Task description: Wherever the listing has a line with the string "impl", copy that line out.

____ Given data

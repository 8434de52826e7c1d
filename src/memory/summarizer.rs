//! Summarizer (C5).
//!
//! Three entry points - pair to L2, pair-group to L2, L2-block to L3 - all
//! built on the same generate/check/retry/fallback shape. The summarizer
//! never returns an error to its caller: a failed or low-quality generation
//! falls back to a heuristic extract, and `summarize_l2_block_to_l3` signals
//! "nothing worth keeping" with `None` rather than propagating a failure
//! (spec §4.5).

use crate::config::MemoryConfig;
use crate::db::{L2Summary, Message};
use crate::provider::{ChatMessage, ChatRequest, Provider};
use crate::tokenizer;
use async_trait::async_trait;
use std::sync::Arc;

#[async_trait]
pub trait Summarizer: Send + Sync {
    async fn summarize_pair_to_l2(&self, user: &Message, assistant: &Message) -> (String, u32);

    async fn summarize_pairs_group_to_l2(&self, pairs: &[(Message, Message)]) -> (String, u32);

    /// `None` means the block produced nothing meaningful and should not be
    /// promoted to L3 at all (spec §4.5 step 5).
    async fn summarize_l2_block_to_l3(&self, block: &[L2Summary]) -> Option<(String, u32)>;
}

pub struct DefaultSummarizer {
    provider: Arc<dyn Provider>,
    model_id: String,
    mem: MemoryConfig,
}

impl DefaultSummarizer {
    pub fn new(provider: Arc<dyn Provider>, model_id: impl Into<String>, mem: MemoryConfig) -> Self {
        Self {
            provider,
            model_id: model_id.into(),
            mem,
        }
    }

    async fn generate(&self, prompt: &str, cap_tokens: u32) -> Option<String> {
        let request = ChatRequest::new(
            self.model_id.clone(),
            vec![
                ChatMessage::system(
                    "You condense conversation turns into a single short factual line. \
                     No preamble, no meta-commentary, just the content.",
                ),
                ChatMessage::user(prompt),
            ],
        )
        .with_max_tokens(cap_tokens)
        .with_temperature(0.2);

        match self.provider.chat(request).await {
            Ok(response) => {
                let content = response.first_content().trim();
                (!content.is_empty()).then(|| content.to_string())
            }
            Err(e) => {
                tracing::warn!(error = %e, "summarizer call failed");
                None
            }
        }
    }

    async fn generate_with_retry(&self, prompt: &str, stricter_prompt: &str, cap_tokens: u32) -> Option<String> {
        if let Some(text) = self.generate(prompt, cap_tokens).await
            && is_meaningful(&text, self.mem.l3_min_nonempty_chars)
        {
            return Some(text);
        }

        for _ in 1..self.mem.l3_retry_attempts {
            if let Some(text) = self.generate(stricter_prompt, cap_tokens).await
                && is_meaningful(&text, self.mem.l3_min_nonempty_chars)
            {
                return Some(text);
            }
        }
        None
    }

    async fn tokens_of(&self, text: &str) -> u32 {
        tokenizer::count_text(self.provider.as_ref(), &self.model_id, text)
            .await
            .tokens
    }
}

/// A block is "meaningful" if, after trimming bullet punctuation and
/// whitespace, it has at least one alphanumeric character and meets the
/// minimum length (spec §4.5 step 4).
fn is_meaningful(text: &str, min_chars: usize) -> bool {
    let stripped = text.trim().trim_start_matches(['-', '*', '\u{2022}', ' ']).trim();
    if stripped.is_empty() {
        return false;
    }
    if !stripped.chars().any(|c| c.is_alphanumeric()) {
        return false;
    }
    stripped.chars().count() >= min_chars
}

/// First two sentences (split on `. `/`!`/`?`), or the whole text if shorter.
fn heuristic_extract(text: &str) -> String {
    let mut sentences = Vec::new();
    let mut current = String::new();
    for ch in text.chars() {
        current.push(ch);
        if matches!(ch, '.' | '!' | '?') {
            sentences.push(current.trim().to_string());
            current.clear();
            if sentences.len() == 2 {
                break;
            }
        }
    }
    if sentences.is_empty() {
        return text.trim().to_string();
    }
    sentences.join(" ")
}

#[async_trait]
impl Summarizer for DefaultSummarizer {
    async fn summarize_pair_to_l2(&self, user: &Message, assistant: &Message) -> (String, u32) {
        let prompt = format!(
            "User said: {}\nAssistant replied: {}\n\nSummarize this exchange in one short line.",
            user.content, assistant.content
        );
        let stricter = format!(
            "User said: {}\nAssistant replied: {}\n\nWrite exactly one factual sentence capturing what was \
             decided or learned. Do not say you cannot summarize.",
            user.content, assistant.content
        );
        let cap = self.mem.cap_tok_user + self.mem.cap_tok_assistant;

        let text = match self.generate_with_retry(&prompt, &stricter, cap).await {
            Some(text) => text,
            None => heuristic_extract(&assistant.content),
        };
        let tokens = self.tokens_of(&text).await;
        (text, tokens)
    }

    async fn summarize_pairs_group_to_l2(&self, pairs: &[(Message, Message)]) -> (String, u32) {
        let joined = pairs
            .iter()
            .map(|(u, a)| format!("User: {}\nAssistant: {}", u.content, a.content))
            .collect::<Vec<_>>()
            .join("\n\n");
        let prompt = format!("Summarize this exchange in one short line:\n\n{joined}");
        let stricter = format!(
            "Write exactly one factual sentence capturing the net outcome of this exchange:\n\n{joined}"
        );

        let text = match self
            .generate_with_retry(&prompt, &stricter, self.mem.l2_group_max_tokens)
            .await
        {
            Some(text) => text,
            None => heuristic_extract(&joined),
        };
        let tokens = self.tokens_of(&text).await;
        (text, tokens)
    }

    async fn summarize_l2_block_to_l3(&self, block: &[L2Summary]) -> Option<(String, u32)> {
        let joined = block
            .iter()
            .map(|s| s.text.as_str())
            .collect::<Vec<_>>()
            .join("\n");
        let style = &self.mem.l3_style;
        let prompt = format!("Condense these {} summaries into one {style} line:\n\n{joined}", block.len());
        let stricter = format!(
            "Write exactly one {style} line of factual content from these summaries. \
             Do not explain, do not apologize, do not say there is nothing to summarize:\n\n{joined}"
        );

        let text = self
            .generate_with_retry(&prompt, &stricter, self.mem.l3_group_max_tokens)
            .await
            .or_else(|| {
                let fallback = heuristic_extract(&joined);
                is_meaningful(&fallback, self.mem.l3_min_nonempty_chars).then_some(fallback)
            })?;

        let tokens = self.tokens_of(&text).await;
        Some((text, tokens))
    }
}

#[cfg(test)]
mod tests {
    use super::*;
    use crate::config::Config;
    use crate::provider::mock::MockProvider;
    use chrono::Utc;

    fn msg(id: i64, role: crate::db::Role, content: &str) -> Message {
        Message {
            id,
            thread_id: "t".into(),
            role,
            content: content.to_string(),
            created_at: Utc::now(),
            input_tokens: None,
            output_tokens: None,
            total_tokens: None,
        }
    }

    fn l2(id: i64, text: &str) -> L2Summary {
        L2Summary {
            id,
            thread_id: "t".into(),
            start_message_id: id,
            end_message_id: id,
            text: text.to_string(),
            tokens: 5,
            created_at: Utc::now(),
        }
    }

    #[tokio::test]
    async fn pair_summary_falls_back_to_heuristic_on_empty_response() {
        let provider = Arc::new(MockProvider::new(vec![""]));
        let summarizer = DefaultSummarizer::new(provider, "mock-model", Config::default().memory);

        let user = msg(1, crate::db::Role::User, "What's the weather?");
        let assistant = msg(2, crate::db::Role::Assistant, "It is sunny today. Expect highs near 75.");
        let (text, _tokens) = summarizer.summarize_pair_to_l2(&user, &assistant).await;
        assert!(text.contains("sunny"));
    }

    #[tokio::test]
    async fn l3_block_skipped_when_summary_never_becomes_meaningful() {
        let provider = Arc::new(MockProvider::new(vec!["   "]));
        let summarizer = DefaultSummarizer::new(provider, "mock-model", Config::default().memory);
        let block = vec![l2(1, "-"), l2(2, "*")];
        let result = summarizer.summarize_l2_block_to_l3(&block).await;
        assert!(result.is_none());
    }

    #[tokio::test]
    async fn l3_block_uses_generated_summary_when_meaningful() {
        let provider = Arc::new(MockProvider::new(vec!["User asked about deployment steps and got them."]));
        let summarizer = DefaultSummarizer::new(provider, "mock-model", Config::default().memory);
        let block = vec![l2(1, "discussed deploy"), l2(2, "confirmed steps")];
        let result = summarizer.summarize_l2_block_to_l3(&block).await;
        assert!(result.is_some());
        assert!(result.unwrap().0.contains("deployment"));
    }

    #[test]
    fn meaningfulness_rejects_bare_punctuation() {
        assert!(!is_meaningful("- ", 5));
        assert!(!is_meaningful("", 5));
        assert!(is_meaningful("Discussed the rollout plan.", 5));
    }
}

________
____ Given data

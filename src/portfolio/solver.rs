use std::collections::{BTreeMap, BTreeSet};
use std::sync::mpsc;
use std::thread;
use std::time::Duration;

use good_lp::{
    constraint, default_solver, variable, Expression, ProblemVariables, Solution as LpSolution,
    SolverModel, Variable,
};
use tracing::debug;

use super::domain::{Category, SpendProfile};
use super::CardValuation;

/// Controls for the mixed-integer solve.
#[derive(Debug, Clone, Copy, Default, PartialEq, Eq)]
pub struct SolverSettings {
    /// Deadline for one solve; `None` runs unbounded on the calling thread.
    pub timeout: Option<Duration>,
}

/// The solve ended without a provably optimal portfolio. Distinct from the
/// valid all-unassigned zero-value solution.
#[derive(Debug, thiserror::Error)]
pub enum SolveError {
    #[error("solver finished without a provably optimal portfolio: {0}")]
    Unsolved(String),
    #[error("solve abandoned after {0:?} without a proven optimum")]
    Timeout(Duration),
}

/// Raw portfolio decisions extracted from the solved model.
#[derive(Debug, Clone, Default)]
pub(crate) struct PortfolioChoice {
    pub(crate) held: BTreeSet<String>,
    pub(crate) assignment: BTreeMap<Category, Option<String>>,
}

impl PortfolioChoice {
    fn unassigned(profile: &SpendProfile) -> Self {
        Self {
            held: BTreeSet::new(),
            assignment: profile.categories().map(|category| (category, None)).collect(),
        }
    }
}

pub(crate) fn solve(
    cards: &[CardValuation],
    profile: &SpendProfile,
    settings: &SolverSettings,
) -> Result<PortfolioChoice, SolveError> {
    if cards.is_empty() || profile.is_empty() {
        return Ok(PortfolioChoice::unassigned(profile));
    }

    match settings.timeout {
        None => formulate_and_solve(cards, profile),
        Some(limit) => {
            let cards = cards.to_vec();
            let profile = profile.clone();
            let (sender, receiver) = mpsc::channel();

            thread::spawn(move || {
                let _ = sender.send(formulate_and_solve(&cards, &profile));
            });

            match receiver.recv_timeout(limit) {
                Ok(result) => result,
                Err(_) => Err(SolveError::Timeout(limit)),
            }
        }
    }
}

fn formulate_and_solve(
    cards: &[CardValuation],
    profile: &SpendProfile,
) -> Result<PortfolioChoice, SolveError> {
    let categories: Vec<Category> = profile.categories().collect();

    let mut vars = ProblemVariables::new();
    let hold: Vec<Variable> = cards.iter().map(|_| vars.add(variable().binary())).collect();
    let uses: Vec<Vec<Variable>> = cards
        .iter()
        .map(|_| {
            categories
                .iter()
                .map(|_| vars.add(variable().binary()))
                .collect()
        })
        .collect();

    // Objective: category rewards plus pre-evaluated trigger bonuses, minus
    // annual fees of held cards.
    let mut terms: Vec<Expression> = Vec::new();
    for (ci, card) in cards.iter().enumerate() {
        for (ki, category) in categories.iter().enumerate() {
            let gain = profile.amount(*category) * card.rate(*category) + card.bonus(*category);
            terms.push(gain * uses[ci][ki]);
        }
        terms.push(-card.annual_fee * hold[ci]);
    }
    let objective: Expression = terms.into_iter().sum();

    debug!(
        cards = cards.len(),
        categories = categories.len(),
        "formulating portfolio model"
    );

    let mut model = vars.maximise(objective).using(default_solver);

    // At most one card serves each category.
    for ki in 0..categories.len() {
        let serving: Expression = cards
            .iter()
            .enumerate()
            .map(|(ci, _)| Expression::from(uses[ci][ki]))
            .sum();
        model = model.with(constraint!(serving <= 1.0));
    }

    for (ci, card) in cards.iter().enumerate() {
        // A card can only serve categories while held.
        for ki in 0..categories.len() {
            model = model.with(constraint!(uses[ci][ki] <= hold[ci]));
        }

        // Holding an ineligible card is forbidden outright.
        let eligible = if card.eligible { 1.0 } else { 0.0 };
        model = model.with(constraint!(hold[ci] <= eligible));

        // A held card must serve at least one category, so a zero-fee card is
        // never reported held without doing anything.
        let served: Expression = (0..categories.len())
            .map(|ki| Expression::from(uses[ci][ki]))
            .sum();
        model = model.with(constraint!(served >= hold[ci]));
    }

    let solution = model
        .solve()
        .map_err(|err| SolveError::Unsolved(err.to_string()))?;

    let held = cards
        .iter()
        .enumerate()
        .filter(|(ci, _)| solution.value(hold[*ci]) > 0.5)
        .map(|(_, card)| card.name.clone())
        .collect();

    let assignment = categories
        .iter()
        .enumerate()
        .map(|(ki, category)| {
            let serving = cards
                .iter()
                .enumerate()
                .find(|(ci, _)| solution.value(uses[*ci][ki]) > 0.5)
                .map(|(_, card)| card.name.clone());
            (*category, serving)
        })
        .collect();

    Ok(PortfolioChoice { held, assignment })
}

________

Response below:
impl DefaultSummarizer {
    pub fn new(provider: Arc<dyn Provider>, model_id: impl Into<String>, mem: MemoryConfig) -> Self {
impl Summarizer for DefaultSummarizer {
impl PortfolioChoice {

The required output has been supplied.